Today, Vogue announced the theme for 2020’s milestone Met Gala (and exhibition I guess, though that’s definitely second tier at this point, sorry): “About Time: Fashion and Duration.”
According to curator Andrew Bolton, that will mean “a reimagining of fashion history that’s fragmented, discontinuous, and heterogeneous.” More importantly for our purposes, Bolton says that he was inspired by—wait for it—Sally Potter’s 1992 adaptation of Virginia Woolf’s Orlando, the one starring Tilda Swinton. “There’s a wonderful scene,” he told Vogue, “in which Tilda Swinton enters the maze in an 18th-century woman’s robe à la Francaise, and as she runs through it, her clothes change to mid-19th-century dress, and she reemerges in 1850s England.

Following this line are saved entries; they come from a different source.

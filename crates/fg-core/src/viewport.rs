//! Canvas viewport and the screen → flow coordinate capability.
//!
//! The rendering engine owns pan and zoom; the core only needs to ask
//! "which flow coordinate is under this screen point". Any engine that can
//! answer that through [`CanvasTransform`] can host the editor.

use serde::{Deserialize, Serialize};

/// A 2-D point. Used both for screen coordinates and flow positions.
#[derive(Debug, Clone, Copy, Default, PartialEq, Serialize, Deserialize)]
pub struct Point {
    pub x: f64,
    pub y: f64,
}

impl Point {
    pub const fn new(x: f64, y: f64) -> Self {
        Self { x, y }
    }
}

/// Axis-aligned rectangle in flow coordinates.
#[derive(Debug, Clone, Copy, PartialEq)]
pub struct Rect {
    pub x: f64,
    pub y: f64,
    pub width: f64,
    pub height: f64,
}

impl Rect {
    pub fn union(&self, other: &Rect) -> Rect {
        let x = self.x.min(other.x);
        let y = self.y.min(other.y);
        let right = (self.x + self.width).max(other.x + other.width);
        let bottom = (self.y + self.height).max(other.y + other.height);
        Rect {
            x,
            y,
            width: right - x,
            height: bottom - y,
        }
    }

    pub fn center(&self) -> Point {
        Point::new(self.x + self.width / 2.0, self.y + self.height / 2.0)
    }
}

/// Pan offset and zoom of the canvas. Persisted with the document so a
/// load restores the view.
#[derive(Debug, Clone, Copy, PartialEq, Serialize, Deserialize)]
pub struct Viewport {
    pub x: f64,
    pub y: f64,
    pub zoom: f64,
}

impl Default for Viewport {
    fn default() -> Self {
        Self {
            x: 0.0,
            y: 0.0,
            zoom: 1.0,
        }
    }
}

/// Resolves screen coordinates to flow coordinates under the current view.
pub trait CanvasTransform {
    fn screen_to_flow(&self, screen: Point) -> Point;
}

/// Transform for a canvas whose top-left corner sits at `origin` in screen
/// space and shows `viewport`.
#[derive(Debug, Clone, Copy, Default, PartialEq)]
pub struct ViewTransform {
    pub origin: Point,
    pub viewport: Viewport,
    /// Optional grid the result is snapped to.
    pub snap_grid: Option<(f64, f64)>,
}

impl ViewTransform {
    pub fn new(origin: Point, viewport: Viewport) -> Self {
        Self {
            origin,
            viewport,
            snap_grid: None,
        }
    }

    pub fn with_snap_grid(mut self, grid: Option<(f64, f64)>) -> Self {
        self.snap_grid = grid;
        self
    }
}

impl CanvasTransform for ViewTransform {
    fn screen_to_flow(&self, screen: Point) -> Point {
        // A zero zoom would divide by zero; treat it as 1.
        let zoom = if self.viewport.zoom == 0.0 {
            1.0
        } else {
            self.viewport.zoom
        };
        let x = (screen.x - self.origin.x - self.viewport.x) / zoom;
        let y = (screen.y - self.origin.y - self.viewport.y) / zoom;
        match self.snap_grid {
            Some((gx, gy)) if gx > 0.0 && gy > 0.0 => {
                Point::new((x / gx).round() * gx, (y / gy).round() * gy)
            }
            _ => Point::new(x, y),
        }
    }
}

/// Options for [`fit_view`].
#[derive(Debug, Clone, Copy, PartialEq)]
pub struct FitOptions {
    /// Fraction of the canvas left empty around the content.
    pub padding: f64,
    pub min_zoom: f64,
    pub max_zoom: f64,
}

impl Default for FitOptions {
    fn default() -> Self {
        Self {
            padding: 0.1,
            min_zoom: 0.5,
            max_zoom: 2.0,
        }
    }
}

/// Viewport that centres `bounds` inside a canvas of `canvas_width` ×
/// `canvas_height` pixels.
pub fn fit_view(bounds: Rect, canvas_width: f64, canvas_height: f64, opts: FitOptions) -> Viewport {
    let w = bounds.width.max(1.0);
    let h = bounds.height.max(1.0);
    let zoom_x = canvas_width / (w * (1.0 + opts.padding));
    let zoom_y = canvas_height / (h * (1.0 + opts.padding));
    let zoom = zoom_x.min(zoom_y).clamp(opts.min_zoom, opts.max_zoom);
    let center = bounds.center();
    Viewport {
        x: canvas_width / 2.0 - center.x * zoom,
        y: canvas_height / 2.0 - center.y * zoom,
        zoom,
    }
}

That’s where the original idea came from.”
Woolf’s words are incorporated in the show as well—according to Vogue, she is its “ghost narrator” and quotes from her “time-based books” (Orlando, Mrs. Dalloway, To the Lighthouse) will appear throughout the exhibit. Plus, Michael Cunningham, author of the Pulitzer Prize-winning Woolf riff The Hours, will contribute a short story to the exhibition’s catalogue.
“What I like about Woolf’s version of time is the idea of a continuum,” Bolton told Vogue. “There’s no beginning, middle, or end. It’s one big fat middle. I always felt the same about fashion. Fashion is the present.”
As for me, I’ve always felt that Virginia Woolf is the present. But let’s not split hairs.